2007-08-24 Thread Filip Hanik - Dev Lists
better check your Jar to make sure it has the MyServletException.class 
file still in it.


Filip

Dave Sailer wrote:

I have a webapp that is working but I wanted to update a servlet jar so:

jar uf MyJar.jar net/whohah/portal/servlet/MyServlet.class
cp MyJar.jar $CATALINA_HOME/webapps/ROOT/WEB-INF/lib

No I get the exception shown below. I have MyServlet stripped down so
the only imports are:
import java.io.*;

import javax.servlet.*;
import javax.servlet.http.*;


I can't see how replacing one servlet that has few dependencies is
causing an unrelated NoClassDefFoundError.
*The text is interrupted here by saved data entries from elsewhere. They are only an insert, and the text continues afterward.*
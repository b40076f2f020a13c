//! Uniform background grid and per-node, per-object state.

use phyz_math::{Vector, corner_count, corner_offsets};
use smallvec::SmallVec;

use crate::config::GridConfig;
use crate::error::{ImpmError, Result};
use crate::object_map::ObjectMap;

/// Weight and weight gradient of one grid node with respect to a sample point.
#[derive(Debug, Clone, Copy, PartialEq)]
pub struct NodeWeight<const D: usize> {
    /// Flat node index.
    pub node: usize,
    pub weight: f64,
    pub gradient: Vector<D>,
}

/// Axis-aligned uniform grid of `cells + 1` nodes per axis.
#[derive(Debug, Clone, PartialEq)]
pub struct UniformGrid<const D: usize> {
    origin: Vector<D>,
    dx: f64,
    node_num: [usize; D],
}

impl<const D: usize> UniformGrid<D> {
    /// Create a grid with `cells[d]` cells of size `dx` along axis `d`.
    pub fn new(origin: Vector<D>, dx: f64, cells: [usize; D]) -> Self {
        Self {
            origin,
            dx,
            node_num: cells.map(|n| n + 1),
        }
    }

    /// Build from config, checking that it describes a `D`-dimensional grid.
    pub fn from_config(config: &GridConfig) -> Result<Self> {
        if config.origin.len() != D || config.cells.len() != D {
            return Err(ImpmError::InvalidParameter(format!(
                "grid config is {}-dimensional, solver is {}-dimensional",
                config.origin.len(),
                D
            )));
        }
        if !(config.cell_size > 0.0) {
            return Err(ImpmError::InvalidParameter(format!(
                "grid cell size must be positive, got {}",
                config.cell_size
            )));
        }
        Ok(Self::new(
            Vector::<D>::from_column_slice(&config.origin),
            config.cell_size,
            std::array::from_fn(|d| config.cells[d]),
        ))
    }

    pub fn origin(&self) -> &Vector<D> {
        &self.origin
    }

    /// Cell edge length.
    pub fn dx(&self) -> f64 {
        self.dx
    }

    /// Nodes per axis.
    pub fn node_num(&self) -> [usize; D] {
        self.node_num
    }

    /// Total number of nodes.
    pub fn node_count(&self) -> usize {
        self.node_num.iter().product()
    }

    /// Flat index, axis 0 varying fastest.
    pub fn flat_index(&self, idx: [usize; D]) -> usize {
        let mut flat = 0;
        for d in (0..D).rev() {
            flat = flat * self.node_num[d] + idx[d];
        }
        flat
    }

    /// Inverse of [`flat_index`](Self::flat_index).
    pub fn node_index(&self, mut flat: usize) -> [usize; D] {
        let mut idx = [0; D];
        for d in 0..D {
            idx[d] = flat % self.node_num[d];
            flat /= self.node_num[d];
        }
        idx
    }

    pub fn node_position(&self, idx: [usize; D]) -> Vector<D> {
        Vector::<D>::from_fn(|d, _| self.origin[d] + idx[d] as f64 * self.dx)
    }

    /// Multilinear (tent) weights of the cell containing `x`.
    ///
    /// Nodes outside the grid and nodes with zero weight are omitted.
    pub fn linear_weights(&self, x: &Vector<D>) -> SmallVec<[NodeWeight<D>; 8]> {
        let local = (x - self.origin) / self.dx;
        let mut base = [0i64; D];
        let mut frac = [0.0; D];
        for d in 0..D {
            let b = local[d].floor();
            base[d] = b as i64;
            frac[d] = local[d] - b;
        }

        let mut out = SmallVec::new();
        'corners: for corner in 0..corner_count::<D>() {
            let offsets = corner_offsets::<D>(corner);
            let mut idx = [0usize; D];
            // 1D factors and their derivatives along each axis
            let mut n = [0.0; D];
            let mut dn = [0.0; D];
            for d in 0..D {
                let i = base[d] + offsets[d] as i64;
                if i < 0 || i as usize >= self.node_num[d] {
                    continue 'corners;
                }
                idx[d] = i as usize;
                if offsets[d] == 0 {
                    n[d] = 1.0 - frac[d];
                    dn[d] = -1.0 / self.dx;
                } else {
                    n[d] = frac[d];
                    dn[d] = 1.0 / self.dx;
                }
            }
            let weight: f64 = n.iter().product();
            if weight <= f64::EPSILON {
                continue;
            }
            let gradient = Vector::<D>::from_fn(|a, _| {
                (0..D)
                    .map(|b| if a == b { dn[b] } else { n[b] })
                    .product::<f64>()
            });
            out.push(NodeWeight {
                node: self.flat_index(idx),
                weight,
                gradient,
            });
        }
        out
    }
}

/// Per-object values stored at one grid node.
#[derive(Debug, Clone, PartialEq)]
pub struct GridNodeState<const D: usize> {
    pub mass: ObjectMap<f64>,
    /// Momentum during accumulation, velocity once rasterization finishes.
    pub velocity: ObjectMap<Vector<D>>,
    pub velocity_before: ObjectMap<Vector<D>>,
    /// Prescribed velocity for objects that treat this node as a boundary.
    pub dirichlet: ObjectMap<Vector<D>>,
}

impl<const D: usize> Default for GridNodeState<D> {
    fn default() -> Self {
        Self {
            mass: ObjectMap::new(),
            velocity: ObjectMap::new(),
            velocity_before: ObjectMap::new(),
            dirichlet: ObjectMap::new(),
        }
    }
}

impl<const D: usize> GridNodeState<D> {
    /// Clear accumulated data. Dirichlet nodes keep their prescribed velocity.
    pub fn reset(&mut self) {
        self.mass.clear();
        self.velocity.clear();
        self.velocity_before.clear();
        for (object, v) in self.dirichlet.iter() {
            self.velocity.insert(object, *v);
        }
    }

    pub fn is_dirichlet(&self, object: usize) -> bool {
        self.dirichlet.contains(object)
    }

    /// Mass of `object` at this node, zero if absent.
    pub fn mass_of(&self, object: usize) -> f64 {
        self.mass.get(object).copied().unwrap_or(0.0)
    }

    /// Velocity of `object` at this node, zero if absent.
    pub fn velocity_of(&self, object: usize) -> Vector<D> {
        self.velocity.get(object).copied().unwrap_or_else(Vector::<D>::zeros)
    }

    pub(crate) fn remove_object(&mut self, object: usize) {
        self.mass.remove_object(object);
        self.velocity.remove_object(object);
        self.velocity_before.remove_object(object);
        self.dirichlet.remove_object(object);
    }
}

#[cfg(test)]
mod tests {
    use super::*;
    use approx::assert_relative_eq;
    use phyz_math::{Vec2, Vec3};

    #[test]
    fn test_flat_index_round_trip() {
        let grid = UniformGrid::<3>::new(Vec3::zeros(), 0.5, [3, 4, 5]);
        assert_eq!(grid.node_count(), 4 * 5 * 6);
        let idx = [2, 3, 4];
        assert_eq!(grid.node_index(grid.flat_index(idx)), idx);
        assert_eq!(grid.flat_index([1, 0, 0]), 1);
        assert_eq!(grid.flat_index([0, 1, 0]), 4);
    }

    #[test]
    fn test_linear_weights_partition_of_unity() {
        let grid = UniformGrid::<2>::new(Vec2::zeros(), 1.0, [4, 4]);
        let weights = grid.linear_weights(&Vec2::new(1.25, 2.5));
        assert_eq!(weights.len(), 4);
        let sum: f64 = weights.iter().map(|w| w.weight).sum();
        assert_relative_eq!(sum, 1.0, epsilon = 1e-12);
        let grad_sum: Vec2 = weights.iter().map(|w| w.gradient).sum();
        assert_relative_eq!(grad_sum.norm(), 0.0, epsilon = 1e-12);
    }

    #[test]
    fn test_linear_weight_values() {
        let grid = UniformGrid::<2>::new(Vec2::zeros(), 2.0, [2, 2]);
        let weights = grid.linear_weights(&Vec2::new(0.5, 0.0));
        // y sits exactly on a node row, so only the two nodes of that row remain
        assert_eq!(weights.len(), 2);
        let w0 = weights.iter().find(|w| w.node == grid.flat_index([0, 0])).unwrap();
        assert_relative_eq!(w0.weight, 0.75);
        assert_relative_eq!(w0.gradient.x, -0.5);
        assert_relative_eq!(w0.gradient.y, -0.375);
    }

    #[test]
    fn test_weights_outside_grid_are_dropped() {
        let grid = UniformGrid::<2>::new(Vec2::zeros(), 1.0, [2, 2]);
        assert!(grid.linear_weights(&Vec2::new(-3.0, -3.0)).is_empty());
    }

    #[test]
    fn test_dirichlet_velocity_survives_reset() {
        let mut node = GridNodeState::<2>::default();
        node.dirichlet.insert(1, Vec2::new(0.0, 2.0));
        node.mass.insert(0, 1.0);
        node.reset();
        assert!(node.mass.is_empty());
        assert_eq!(node.velocity_of(1), Vec2::new(0.0, 2.0));
        assert_eq!(node.velocity_of(0), Vec2::zeros());
    }
}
javax.servlet.ServletException:
net/whohah/portal/exceptions/MyServletException
org.apache.jasper.servlet.JspServlet.service(JspServlet.java:273)
javax.servlet.http.HttpServlet.service(HttpServlet.java:803)

root cause 


java.lang.NoClassDefFoundError:
net/whohah/portal/exceptions/MyServletException
java.lang.Class.getDeclaredConstructors0(Native Method)
java.lang.Class.privateGetDeclaredConstructors(Class.java:2357)
java.lang.Class.getConstructor0(Class.java:2671)
java.lang.Class.newInstance0(Class.java:321)
java.lang.Class.newInstance(Class.java:303)

org.apache.jasper.servlet.JspServletWrapper.getServlet(JspServletWrapper.java:142)

org.apache.jasper.servlet.JspServletWrapper.service(JspServletWrapper.java:311)
org.apache.jasper.servlet.JspServlet.serviceJspFile(JspServlet.java:315)
org.apache.jasper.servlet.JspServlet.service(JspServlet.java:265)
javax.servlet.http.HttpServlet.service(HttpServlet.java:803)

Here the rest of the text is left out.